# [Data for this exercise]

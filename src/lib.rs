//! Kintsugi - self-healing AI test generation
//!
//! Generates a test file for a source file with a chat-completion model,
//! runs it, and feeds failures back to the model until the test passes or
//! the attempt budget runs out.
//!
//! # Architecture
//!
//! The crate is organized into several modules:
//!
//! - [`heal`] - The generate/write/verify/fix state machine and batch runs
//! - [`agentic`] - Bounded loop letting the model request project files
//! - [`prompt`] - Placeholder substitution for generate and fix prompts
//! - [`failure`] - Framework-agnostic parsing of failed test runs
//! - [`llm`] - Completion client trait, OpenAI-compatible client, fatal-error classifier
//! - [`runner`] - Test runner trait, subprocess runner, structured reports
//! - [`project`] - File store, test path strategy, batch target selection
//! - [`config`] - `.kintsugi/settings.json` loading and validation
//! - [`error`] - Custom error types and handling
//! - [`testing`] - Mocks and fixtures for the collaborators
//!
//! # Example
//!
//! ```rust,ignore
//! use kintsugi::heal::{Collaborators, HealingEngine};
//! use kintsugi::ProjectConfig;
//!
//! let config = ProjectConfig::load(project_dir)?;
//! let engine = HealingEngine::new(config, collaborators).with_project_dir(project_dir);
//!
//! let target = engine.prepare_target(Path::new("src/add.ts")).await?;
//! engine.write_test_file(&target, None).await?;
//! ```

pub mod agentic;
pub mod config;
pub mod error;
pub mod failure;
pub mod heal;
pub mod llm;
pub mod project;
pub mod prompt;
pub mod runner;
pub mod testing;

// Re-export commonly used types
pub use error::{IntoKintsugiError, KintsugiError, Result};

pub use config::{HealingMode, HealingPolicy, ProjectConfig, TestFrameworkDescriptor};

pub use heal::{BatchReport, Collaborators, HealOutcome, HealingEngine, TargetFile};

pub use agentic::{AgenticAction, AgenticLoop, ConversationState};

pub use failure::{parse_failing_tests, FailingTestDetail};

pub use prompt::{build_prompt, PromptContext, SKIP_SENTINEL};

pub use llm::{ChatCompletionClient, FatalErrorClassifier, ProviderFatalClassifier};

pub use runner::{ProcessTestRunner, TestExecutionResult, TestRunner};

pub use project::{FileStore, ProjectFileStore};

# [Task brief]
Find the word "model" in the listing above, then copy each line where it turns up.

# [Response]
//! Generates a test file for a source file with a chat-completion model,
//! runs it, and feeds failures back to the model until the test passes or
//! - [`agentic`] - Bounded loop letting the model request project files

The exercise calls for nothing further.